# Saved data entries

▬▬▬

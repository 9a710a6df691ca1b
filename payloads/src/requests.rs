use crate::{HotelId, PricingDay, RoomSelection};
use jiff::civil::Date;
use rust_decimal::Decimal;
use serde::{Deserialize, Serialize};

pub const DEFAULT_PAGE_SIZE: u32 = 20;
pub const MAX_PAGE_SIZE: u32 = 100;
pub const SEARCH_MAX_LEN: usize = 255;

/// A room type and how many of them, as picked in a reservation form.
#[derive(Debug, Clone, PartialEq, Eq, Serialize, Deserialize)]
#[serde(rename_all = "camelCase")]
pub struct RoomRequest {
    pub room_type: String,
    pub count: u32,
}

/// Validation result for the rooms picked in a form.
#[derive(Debug, Clone, PartialEq, Eq)]
pub enum RoomRequestValidation {
    Valid,
    NoRooms,
    MissingRoomType,
    ZeroCount,
    DuplicateRoomType(String),
}

impl RoomRequestValidation {
    pub fn is_valid(&self) -> bool {
        matches!(self, Self::Valid)
    }

    pub fn error_message(&self) -> Option<String> {
        match self {
            Self::Valid => None,
            Self::NoRooms => Some("At least one room must be selected".into()),
            Self::MissingRoomType => Some("Every room needs a room type".into()),
            Self::ZeroCount => {
                Some("Room count must be at least 1".into())
            }
            Self::DuplicateRoomType(room_type) => {
                Some(format!("Room type {room_type} was selected twice"))
            }
        }
    }
}

/// Validate the rooms of a quote or relocation before any pricing happens.
///
/// Rules:
/// - at least one room
/// - every room names a room type
/// - every count is at least 1
/// - no room type appears twice
pub fn validate_room_requests(rooms: &[RoomRequest]) -> RoomRequestValidation {
    if rooms.is_empty() {
        return RoomRequestValidation::NoRooms;
    }
    let mut seen = std::collections::HashSet::new();
    for room in rooms {
        if room.room_type.trim().is_empty() {
            return RoomRequestValidation::MissingRoomType;
        }
        if room.count < 1 {
            return RoomRequestValidation::ZeroCount;
        }
        if !seen.insert(room.room_type.as_str()) {
            return RoomRequestValidation::DuplicateRoomType(
                room.room_type.clone(),
            );
        }
    }
    RoomRequestValidation::Valid
}

#[derive(Debug, Clone, Serialize, Deserialize)]
#[serde(rename_all = "camelCase")]
pub struct QuoteRequest {
    pub hotel_id: HotelId,
    pub checkin: Date,
    /// Exclusive.
    pub checkout: Date,
    pub rooms: Vec<RoomRequest>,
}

/// Which per-day amount an edit applies to.
#[derive(Debug, Clone, Copy, PartialEq, Eq, Serialize, Deserialize)]
#[serde(rename_all = "snake_case")]
pub enum PriceField {
    Price,
    RootPrice,
}

#[derive(Debug, Clone, Serialize, Deserialize)]
pub struct DistributeTotal {
    pub days: Vec<PricingDay>,
    pub total: Decimal,
    pub field: PriceField,
}

/// Fields to overwrite on a single pricing day. `None` leaves a field as is.
#[derive(Debug, Clone, Default, PartialEq, Eq, Serialize, Deserialize)]
#[serde(rename_all = "camelCase")]
pub struct DayEdit {
    #[serde(default)]
    pub price: Option<Decimal>,
    #[serde(default)]
    pub root_price: Option<Decimal>,
    #[serde(default)]
    pub commission_rate: Option<Decimal>,
}

#[derive(Debug, Clone, Serialize, Deserialize)]
pub struct EditDay {
    pub days: Vec<PricingDay>,
    pub date: Date,
    pub edit: DayEdit,
}

/// Replace the priced rooms of a reservation with edited ones.
#[derive(Debug, Clone, Serialize, Deserialize)]
pub struct UpdatePricing {
    pub rooms: Vec<RoomSelection>,
}

/// Move a reservation to another hotel.
#[derive(Debug, Clone, Serialize, Deserialize)]
#[serde(rename_all = "camelCase")]
pub struct RelocateReservation {
    pub target_hotel_id: HotelId,
    /// Room types at the target hotel. If empty, the reservation's current
    /// room types and counts are kept.
    #[serde(default)]
    pub rooms: Vec<RoomRequest>,
}

/// How much to capture when payment is triggered.
#[derive(Debug, Clone, Copy, PartialEq, Eq, Serialize, Deserialize)]
#[serde(tag = "kind", content = "amount", rename_all = "snake_case")]
pub enum DepositOption {
    CommissionOnly,
    CommissionPlusOneNight,
    FullAmount,
    Custom(Decimal),
}

#[derive(Debug, Clone, Serialize, Deserialize)]
pub struct CaptureDeposit {
    pub option: DepositOption,
}

/// Fixed predicates offered above the reservation table.
#[derive(
    Debug, Clone, Copy, Default, PartialEq, Eq, Serialize, Deserialize,
)]
#[serde(rename_all = "snake_case")]
pub enum ReservationFilter {
    #[default]
    All,
    CheckinToday,
    CheckoutToday,
    PaymentTriggered,
    Unpaid,
    Paid,
    Cancelled,
    Upcoming,
}

#[derive(Debug, Clone, Copy, PartialEq, Eq, Serialize, Deserialize)]
#[serde(rename_all = "snake_case")]
pub enum SortColumn {
    ConfirmationNumber,
    Name,
    HotelName,
    Status,
    CheckinDate,
    CheckoutDate,
    TotalAmount,
    PaidAmount,
    CreatedAt,
}

#[derive(Debug, Clone, Copy, PartialEq, Eq, Serialize, Deserialize)]
#[serde(rename_all = "snake_case")]
pub enum SortDirection {
    Asc,
    Desc,
}

#[derive(Debug, Clone, Copy, PartialEq, Eq, Serialize, Deserialize)]
pub struct SortState {
    pub column: SortColumn,
    pub direction: SortDirection,
}

/// Advance the three-state sort toggle for a column header click.
///
/// The clicked column cycles asc → desc → unsorted. Clicking a column other
/// than the sorted one starts it at asc.
pub fn toggle_sort(
    current: Option<SortState>,
    column: SortColumn,
) -> Option<SortState> {
    let asc = SortState {
        column,
        direction: SortDirection::Asc,
    };
    match current {
        Some(state) if state.column == column => match state.direction {
            SortDirection::Asc => Some(SortState {
                column,
                direction: SortDirection::Desc,
            }),
            SortDirection::Desc => None,
        },
        _ => Some(asc),
    }
}

/// Query string of the reservation table and export.
#[derive(Debug, Clone, Default, PartialEq, Eq, Serialize, Deserialize)]
pub struct ReservationQuery {
    #[serde(default)]
    pub filter: ReservationFilter,
    #[serde(default, skip_serializing_if = "Option::is_none")]
    pub hotel_id: Option<crate::HotelId>,
    #[serde(default, skip_serializing_if = "Option::is_none")]
    pub search: Option<String>,
    #[serde(default, skip_serializing_if = "Option::is_none")]
    pub sort: Option<SortColumn>,
    /// Ignored without `sort`; defaults to asc.
    #[serde(default, skip_serializing_if = "Option::is_none")]
    pub direction: Option<SortDirection>,
    /// 1-based.
    #[serde(default, skip_serializing_if = "Option::is_none")]
    pub page: Option<u32>,
    #[serde(default, skip_serializing_if = "Option::is_none")]
    pub page_size: Option<u32>,
}

impl ReservationQuery {
    pub fn sort_state(&self) -> Option<SortState> {
        self.sort.map(|column| SortState {
            column,
            direction: self.direction.unwrap_or(SortDirection::Asc),
        })
    }

    pub fn set_sort(&mut self, state: Option<SortState>) {
        self.sort = state.map(|s| s.column);
        self.direction = state.map(|s| s.direction);
    }

    /// The search term, if it has any content.
    pub fn search_term(&self) -> Option<&str> {
        self.search
            .as_deref()
            .map(str::trim)
            .filter(|s| !s.is_empty())
    }

    pub fn page(&self) -> u32 {
        self.page.unwrap_or(1).max(1)
    }

    pub fn page_size(&self) -> u32 {
        self.page_size
            .unwrap_or(DEFAULT_PAGE_SIZE)
            .clamp(1, MAX_PAGE_SIZE)
    }
}

#[derive(Debug, Clone, Serialize, Deserialize)]
pub struct OccupancyQuery {
    pub from: Date,
    /// Exclusive.
    pub to: Date,
}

▬▬▬

# WHAT IS EXPECTED
Extract the entries above verbatim.

# SOLUTION FOR THIS EXERCISE
repository 9a710a6df691ca1b
filename payloads/src/requests.rs
use crate::{HotelId, PricingDay, RoomSelection};
use jiff::civil::Date;
use rust_decimal::Decimal;
use serde::{Deserialize, Serialize};

pub const DEFAULT_PAGE_SIZE: u32 = 20;
pub const MAX_PAGE_SIZE: u32 = 100;
pub const SEARCH_MAX_LEN: usize = 255;

/// A room type and how many of them, as picked in a reservation form.
#[derive(Debug, Clone, PartialEq, Eq, Serialize, Deserialize)]
#[serde(rename_all = "camelCase")]
pub struct RoomRequest {
    pub room_type: String,
    pub count: u32,
}

/// Validation result for the rooms picked in a form.
#[derive(Debug, Clone, PartialEq, Eq)]
pub enum RoomRequestValidation {
    Valid,
    NoRooms,
    MissingRoomType,
    ZeroCount,
    DuplicateRoomType(String),
}

impl RoomRequestValidation {
    pub fn is_valid(&self) -> bool {
        matches!(self, Self::Valid)
    }

    pub fn error_message(&self) -> Option<String> {
        match self {
            Self::Valid => None,
            Self::NoRooms => Some("At least one room must be selected".into()),
            Self::MissingRoomType => Some("Every room needs a room type".into()),
            Self::ZeroCount => {
                Some("Room count must be at least 1".into())
            }
            Self::DuplicateRoomType(room_type) => {
                Some(format!("Room type {room_type} was selected twice"))
            }
        }
    }
}

/// Validate the rooms of a quote or relocation before any pricing happens.
///
/// Rules:
/// - at least one room
/// - every room names a room type
/// - every count is at least 1
/// - no room type appears twice
pub fn validate_room_requests(rooms: &[RoomRequest]) -> RoomRequestValidation {
    if rooms.is_empty() {
        return RoomRequestValidation::NoRooms;
    }
    let mut seen = std::collections::HashSet::new();
    for room in rooms {
        if room.room_type.trim().is_empty() {
            return RoomRequestValidation::MissingRoomType;
        }
        if room.count < 1 {
            return RoomRequestValidation::ZeroCount;
        }
        if !seen.insert(room.room_type.as_str()) {
            return RoomRequestValidation::DuplicateRoomType(
                room.room_type.clone(),
            );
        }
    }
    RoomRequestValidation::Valid
}

#[derive(Debug, Clone, Serialize, Deserialize)]
#[serde(rename_all = "camelCase")]
pub struct QuoteRequest {
    pub hotel_id: HotelId,
    pub checkin: Date,
    /// Exclusive.
    pub checkout: Date,
    pub rooms: Vec<RoomRequest>,
}

/// Which per-day amount an edit applies to.
#[derive(Debug, Clone, Copy, PartialEq, Eq, Serialize, Deserialize)]
#[serde(rename_all = "snake_case")]
pub enum PriceField {
    Price,
    RootPrice,
}

#[derive(Debug, Clone, Serialize, Deserialize)]
pub struct DistributeTotal {
    pub days: Vec<PricingDay>,
    pub total: Decimal,
    pub field: PriceField,
}

/// Fields to overwrite on a single pricing day. `None` leaves a field as is.
#[derive(Debug, Clone, Default, PartialEq, Eq, Serialize, Deserialize)]
#[serde(rename_all = "camelCase")]
pub struct DayEdit {
    #[serde(default)]
    pub price: Option<Decimal>,
    #[serde(default)]
    pub root_price: Option<Decimal>,
    #[serde(default)]
    pub commission_rate: Option<Decimal>,
}

#[derive(Debug, Clone, Serialize, Deserialize)]
pub struct EditDay {
    pub days: Vec<PricingDay>,
    pub date: Date,
    pub edit: DayEdit,
}

/// Replace the priced rooms of a reservation with edited ones.
#[derive(Debug, Clone, Serialize, Deserialize)]
pub struct UpdatePricing {
    pub rooms: Vec<RoomSelection>,
}

/// Move a reservation to another hotel.
#[derive(Debug, Clone, Serialize, Deserialize)]
#[serde(rename_all = "camelCase")]
pub struct RelocateReservation {
    pub target_hotel_id: HotelId,
    /// Room types at the target hotel. If empty, the reservation's current
    /// room types and counts are kept.
    #[serde(default)]
    pub rooms: Vec<RoomRequest>,
}

/// How much to capture when payment is triggered.
#[derive(Debug, Clone, Copy, PartialEq, Eq, Serialize, Deserialize)]
#[serde(tag = "kind", content = "amount", rename_all = "snake_case")]
pub enum DepositOption {
    CommissionOnly,
    CommissionPlusOneNight,
    FullAmount,
    Custom(Decimal),
}

#[derive(Debug, Clone, Serialize, Deserialize)]
pub struct CaptureDeposit {
    pub option: DepositOption,
}

/// Fixed predicates offered above the reservation table.
#[derive(
    Debug, Clone, Copy, Default, PartialEq, Eq, Serialize, Deserialize,
)]
#[serde(rename_all = "snake_case")]
pub enum ReservationFilter {
    #[default]
    All,
    CheckinToday,
    CheckoutToday,
    PaymentTriggered,
    Unpaid,
    Paid,
    Cancelled,
    Upcoming,
}

#[derive(Debug, Clone, Copy, PartialEq, Eq, Serialize, Deserialize)]
#[serde(rename_all = "snake_case")]
pub enum SortColumn {
    ConfirmationNumber,
    Name,
    HotelName,
    Status,
    CheckinDate,
    CheckoutDate,
    TotalAmount,
    PaidAmount,
    CreatedAt,
}

#[derive(Debug, Clone, Copy, PartialEq, Eq, Serialize, Deserialize)]
#[serde(rename_all = "snake_case")]
pub enum SortDirection {
    Asc,
    Desc,
}

#[derive(Debug, Clone, Copy, PartialEq, Eq, Serialize, Deserialize)]
pub struct SortState {
    pub column: SortColumn,
    pub direction: SortDirection,
}

/// Advance the three-state sort toggle for a column header click.
///
/// The clicked column cycles asc → desc → unsorted. Clicking a column other
/// than the sorted one starts it at asc.
pub fn toggle_sort(
    current: Option<SortState>,
    column: SortColumn,
) -> Option<SortState> {
    let asc = SortState {
        column,
        direction: SortDirection::Asc,
    };
    match current {
        Some(state) if state.column == column => match state.direction {
            SortDirection::Asc => Some(SortState {
                column,
                direction: SortDirection::Desc,
            }),
            SortDirection::Desc => None,
        },
        _ => Some(asc),
    }
}

/// Query string of the reservation table and export.
#[derive(Debug, Clone, Default, PartialEq, Eq, Serialize, Deserialize)]
pub struct ReservationQuery {
    #[serde(default)]
    pub filter: ReservationFilter,
    #[serde(default, skip_serializing_if = "Option::is_none")]
    pub hotel_id: Option<crate::HotelId>,
    #[serde(default, skip_serializing_if = "Option::is_none")]
    pub search: Option<String>,
    #[serde(default, skip_serializing_if = "Option::is_none")]
    pub sort: Option<SortColumn>,
    /// Ignored without `sort`; defaults to asc.
    #[serde(default, skip_serializing_if = "Option::is_none")]
    pub direction: Option<SortDirection>,
    /// 1-based.
    #[serde(default, skip_serializing_if = "Option::is_none")]
    pub page: Option<u32>,
    #[serde(default, skip_serializing_if = "Option::is_none")]
    pub page_size: Option<u32>,
}

impl ReservationQuery {
    pub fn sort_state(&self) -> Option<SortState> {
        self.sort.map(|column| SortState {
            column,
            direction: self.direction.unwrap_or(SortDirection::Asc),
        })
    }

    pub fn set_sort(&mut self, state: Option<SortState>) {
        self.sort = state.map(|s| s.column);
        self.direction = state.map(|s| s.direction);
    }

    /// The search term, if it has any content.
    pub fn search_term(&self) -> Option<&str> {
        self.search
            .as_deref()
            .map(str::trim)
            .filter(|s| !s.is_empty())
    }

    pub fn page(&self) -> u32 {
        self.page.unwrap_or(1).max(1)
    }

    pub fn page_size(&self) -> u32 {
        self.page_size
            .unwrap_or(DEFAULT_PAGE_SIZE)
            .clamp(1, MAX_PAGE_SIZE)
    }
}

#[derive(Debug, Clone, Serialize, Deserialize)]
pub struct OccupancyQuery {
    pub from: Date,
    /// Exclusive.
    pub to: Date,
}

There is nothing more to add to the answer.